» **Work task**
Determine the number of lines in the following entries that hold the word "parked". Give only that number.

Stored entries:
■ ■ ■

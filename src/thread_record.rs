//! §3 Data Model: the thread record and the small cells it is built from.
//!
//! Per §9's "arena of handles" redesign, a thread is addressed by a dense,
//! generation-checked [`ThreadHandle`] rather than a raw pointer; the record
//! itself holds no `prev`/`next` pointers back into the registry (see
//! [`crate::registry`] for where those live now).

use std::sync::atomic::{AtomicBool, AtomicU64, AtomicU8, AtomicUsize, Ordering};
use std::sync::{Condvar, Mutex, OnceLock};

use crate::platform::{MappedPage, OsThreadId, PlatformAdapter, RawMutex, SignalMask, ThreadBody};

/// Number of per-thread TLS slots ("per-thread dynamic values", §3). The
/// original source sizes this from the number of thread-local symbols known
/// to the compiler; absent that table this core just picks a fixed budget.
pub const TLS_SLOT_COUNT: usize = 64;
static_assertions::const_assert!(TLS_SLOT_COUNT > 0);

/// Sentinel written into a TLS slot (and into `no_tls_value_marker` between
/// uses) that the original source encodes as a reserved machine word.
pub const TLS_UNBOUND_MARKER: usize = usize::MAX;

/// A dense, generation-checked reference to a [`ThreadRecord`] inside the
/// registry's arena. Stable across the record's lifetime; becomes invalid
/// (fails a generation check) once the slot is reused by a later thread.
#[derive(Debug, Clone, Copy, PartialEq, Eq, Hash)]
pub struct ThreadHandle {
    pub(crate) index: u32,
    pub(crate) generation: u32,
}

/// Atomic storage for a record's own [`ThreadHandle`], packed into one
/// `u64` (`index` in the high word, `generation` in the low word). A plain
/// field would make [`ThreadRecord`] `!Sync`, and the coordinator reads
/// `handle` from threads other than the one it names while sweeping the
/// registry; this also has to be mutable, since a resurrected record is
/// reassigned to a freshly reserved handle each time the resurrection pool
/// hands it to a new `create_thread` caller (§4.H).
struct HandleCell(AtomicU64);

impl HandleCell {
    fn new(handle: ThreadHandle) -> Self {
        HandleCell(AtomicU64::new(Self::pack(handle)))
    }

    fn get(&self) -> ThreadHandle {
        Self::unpack(self.0.load(Ordering::Acquire))
    }

    fn set(&self, handle: ThreadHandle) {
        self.0.store(Self::pack(handle), Ordering::Release);
    }

    fn pack(handle: ThreadHandle) -> u64 {
        ((handle.index as u64) << 32) | handle.generation as u64
    }

    fn unpack(bits: u64) -> ThreadHandle {
        ThreadHandle {
            index: (bits >> 32) as u32,
            generation: bits as u32,
        }
    }
}

/// §3's seven-state machine. `Dead` covers both "about to exit" and "parked
/// for resurrection" — the two are distinguished by which list the record is
/// on, not by a further substate.
#[derive(Debug, Clone, Copy, PartialEq, Eq)]
pub enum ThreadState {
    Running,
    Phase1Blocker,
    Phase2Blocker,
    InterruptBlocker,
    SuspendedBriefly,
    Suspended,
    Dead,
}

/// §9's tagged replacement for the `gc_safepoint_context == -1` sentinel.
#[derive(Debug, Clone, Copy, PartialEq, Eq)]
pub enum GcSafepointContext {
    /// No signal/exception context is current.
    NoContext,
    /// `leave_foreign_call` has cleared the context but not yet reached the
    /// point where the coordinator may safely adjust this thread's state.
    InTransition,
    /// An OS signal/exception context is live, addressed opaquely (the
    /// context itself is out of this core's scope per §1's non-goals).
    Context(usize),
}

/// Lock-free storage for [`GcSafepointContext`], since `leave_foreign_call`'s
/// fast path sets and reads it without taking `state_lock` (§4.E).
#[derive(Debug)]
struct GcSafepointContextCell {
    tag: AtomicU8,
    ptr: AtomicUsize,
}

const TAG_NO_CONTEXT: u8 = 0;
const TAG_IN_TRANSITION: u8 = 1;
const TAG_CONTEXT: u8 = 2;

impl GcSafepointContextCell {
    fn new() -> Self {
        GcSafepointContextCell {
            tag: AtomicU8::new(TAG_NO_CONTEXT),
            ptr: AtomicUsize::new(0),
        }
    }

    fn get(&self) -> GcSafepointContext {
        match self.tag.load(Ordering::Acquire) {
            TAG_NO_CONTEXT => GcSafepointContext::NoContext,
            TAG_IN_TRANSITION => GcSafepointContext::InTransition,
            _ => GcSafepointContext::Context(self.ptr.load(Ordering::Acquire)),
        }
    }

    fn set(&self, value: GcSafepointContext) {
        match value {
            GcSafepointContext::NoContext => {
                self.tag.store(TAG_NO_CONTEXT, Ordering::Release);
            }
            GcSafepointContext::InTransition => {
                self.tag.store(TAG_IN_TRANSITION, Ordering::Release);
            }
            GcSafepointContext::Context(ptr) => {
                self.ptr.store(ptr, Ordering::Release);
                self.tag.store(TAG_CONTEXT, Ordering::Release);
            }
        }
    }
}

/// `state` plus `state_lock` plus `state_cond`, bundled: every transition in
/// §4.C takes the lock, mutates, and broadcasts in one step.
pub struct StateCell {
    state: Mutex<ThreadState>,
    cond: Condvar,
}

impl StateCell {
    fn new(initial: ThreadState) -> Self {
        StateCell {
            state: Mutex::new(initial),
            cond: Condvar::new(),
        }
    }

    pub fn get(&self) -> ThreadState {
        *self.state.lock().unwrap_or_else(|e| e.into_inner())
    }

    /// Unconditional transition: set `new`, broadcast `state_cond`.
    pub fn set(&self, new: ThreadState) {
        let mut guard = self.state.lock().unwrap_or_else(|e| e.into_inner());
        *guard = new;
        self.cond.notify_all();
    }

    /// Transition only if the current state is `expected`; returns whether it
    /// applied. Used by the coordinator so it never clobbers a state a thread
    /// has since changed on its own (e.g. raced past Dead).
    pub fn compare_set(&self, expected: ThreadState, new: ThreadState) -> bool {
        let mut guard = self.state.lock().unwrap_or_else(|e| e.into_inner());
        if *guard == expected {
            *guard = new;
            self.cond.notify_all();
            true
        } else {
            false
        }
    }

    /// Block until the predicate holds, re-checking on every broadcast —
    /// "all waits loop over the condition variable" (§4.C).
    pub fn wait_until(&self, mut predicate: impl FnMut(ThreadState) -> bool) -> ThreadState {
        let mut guard = self.state.lock().unwrap_or_else(|e| e.into_inner());
        while !predicate(*guard) {
            guard = self.cond.wait(guard).unwrap_or_else(|e| e.into_inner());
        }
        *guard
    }
}

/// A boolean the coordinator waits on without spinning — used for `GC_SAFE`,
/// which Phase 2 (§4.F) blocks on per thread ("wait for final parking").
pub struct FlagCell {
    flag: Mutex<bool>,
    cond: Condvar,
}

impl FlagCell {
    fn new(initial: bool) -> Self {
        FlagCell {
            flag: Mutex::new(initial),
            cond: Condvar::new(),
        }
    }

    pub fn get(&self) -> bool {
        *self.flag.lock().unwrap_or_else(|e| e.into_inner())
    }

    pub fn set(&self, value: bool) {
        let mut guard = self.flag.lock().unwrap_or_else(|e| e.into_inner());
        *guard = value;
        self.cond.notify_all();
    }

    pub fn wait_until_true(&self) {
        let mut guard = self.flag.lock().unwrap_or_else(|e| e.into_inner());
        while !*guard {
            guard = self.cond.wait(guard).unwrap_or_else(|e| e.into_inner());
        }
    }
}

/// Owning handles for OS-level resources released at post-mortem time.
///
/// The real adapter (`UnixPlatform`) delegates thread and stack creation
/// entirely to `std::thread::Builder`, which has no separate "attr" object
/// and owns its stack allocation internally; these are therefore markers
/// whose only job is to document, at the type level, that post-mortem
/// cleanup is the place that would release them on a platform that does
/// expose separate handles.
#[derive(Debug, Default)]
pub struct OsThreadAttr;

#[derive(Debug, Default)]
pub struct OsAddress;

/// §3's thread record. One per live or parked OS thread.
pub struct ThreadRecord {
    handle: HandleCell,

    /// Set by the child when it first runs; absent until then.
    pub os_thread: OnceLock<OsThreadId>,

    pub state: StateCell,

    /// The quickly-revocable lock: held by this thread whenever it is in
    /// managed code, released on every foreign-call transition. Lock and
    /// unlock happen from different threads during STW rendezvous, which is
    /// exactly the case `std::sync::Mutex`'s guard forbids — see
    /// [`crate::platform::RawMutex`].
    pub qrl: Box<dyn RawMutex>,

    /// The dedicated VM page backing `csp_around_foreign_call`. Zero means
    /// "in managed code"; the page's protection level doubles as a lock on
    /// that fact for the coordinator (§4.D).
    pub csp_page: Box<dyn MappedPage>,

    pub pc_around_foreign_call: AtomicUsize,

    gc_safepoint_context: GcSafepointContextCell,

    /// Carries the initial (or, after resurrection, the next) function from
    /// spawn/parking through to the trampoline loop.
    pub no_tls_value_marker: Mutex<Option<ThreadBody>>,

    tls_slots: Vec<AtomicUsize>,

    pub pending_signal_set: AtomicU64,
    pub blocked_signal_set: Mutex<SignalMask>,

    pub interrupt_data: Mutex<Option<Box<dyn std::any::Any + Send + Sync>>>,

    pub os_attr: OsThreadAttr,
    pub os_address: OsAddress,

    /// Set true by Phase 1/Phase 2 once the coordinator has observed this
    /// thread reach a GC-safe point.
    pub gc_safe: FlagCell,
    /// Set when a full-GC stop found this thread GC-inhibited while in
    /// foreign code: its CSP page stays writable, and it must trap on
    /// `leave_foreign_call` instead of being treated as already safe.
    pub stop_for_gc_pending: AtomicBool,
    /// True while this thread is executing inside a GC-inhibited region (a
    /// sub-collection it triggered itself).
    pub gc_inhibited: AtomicBool,
}

impl ThreadRecord {
    pub fn new(handle: ThreadHandle, platform: &dyn PlatformAdapter, csp_page_size: usize) -> Self {
        let csp_page = platform
            .new_mapped_page(csp_page_size)
            .unwrap_or_else(|e| crate::error::lose(&format!("failed to map CSP page: {e}")));
        // csp_around_foreign_call starts at zero: the thread begins in
        // managed code.
        csp_page.store_word(0);

        let qrl = platform.new_raw_mutex();
        // Invariant 3 (§3): qrl is held by the thread exactly when it is in
        // managed code. A fresh record starts there, so it starts holding
        // its own qrl — released on the first `enter_foreign_call`.
        qrl.lock();

        ThreadRecord {
            handle: HandleCell::new(handle),
            os_thread: OnceLock::new(),
            state: StateCell::new(ThreadState::Running),
            qrl,
            csp_page,
            pc_around_foreign_call: AtomicUsize::new(0),
            gc_safepoint_context: GcSafepointContextCell::new(),
            no_tls_value_marker: Mutex::new(None),
            tls_slots: (0..TLS_SLOT_COUNT)
                .map(|_| AtomicUsize::new(TLS_UNBOUND_MARKER))
                .collect(),
            pending_signal_set: AtomicU64::new(0),
            blocked_signal_set: Mutex::new(SignalMask::default()),
            interrupt_data: Mutex::new(None),
            os_attr: OsThreadAttr,
            os_address: OsAddress,
            gc_safe: FlagCell::new(false),
            stop_for_gc_pending: AtomicBool::new(false),
            gc_inhibited: AtomicBool::new(false),
        }
    }

    pub fn handle(&self) -> ThreadHandle {
        self.handle.get()
    }

    /// Reassign this record to a freshly reserved handle. Called only by
    /// [`crate::postmortem::ResurrectionPool::pop_for_reuse`] before the
    /// record is re-registered under its new identity (§4.H).
    pub(crate) fn set_handle(&self, handle: ThreadHandle) {
        self.handle.set(handle);
    }

    pub fn gc_safepoint_context(&self) -> GcSafepointContext {
        self.gc_safepoint_context.get()
    }

    pub fn set_gc_safepoint_context(&self, value: GcSafepointContext) {
        self.gc_safepoint_context.set(value);
    }

    /// The CSP value currently published on the per-thread page: zero iff
    /// this thread is considered in managed code (invariant 2, §3).
    pub fn csp(&self) -> usize {
        match self.csp_page.load_word() {
            crate::platform::PageAccess::Ok(v) => v,
            crate::platform::PageAccess::WouldFault => 0,
        }
    }

    pub fn is_in_managed_code(&self) -> bool {
        self.csp() == 0
    }

    pub fn tls_slot(&self, index: usize) -> usize {
        self.tls_slots[index].load(Ordering::Acquire)
    }

    pub fn set_tls_slot(&self, index: usize, value: usize) {
        self.tls_slots[index].store(value, Ordering::Release);
    }

    /// Reset every TLS slot to the unbound marker. Run on a resurrected
    /// thread before it picks up its new initial function (§4.H step 6).
    pub fn reset_tls_slots(&self) {
        for slot in &self.tls_slots {
            slot.store(TLS_UNBOUND_MARKER, Ordering::Release);
        }
    }
}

■ ■ ■

» **Response**
2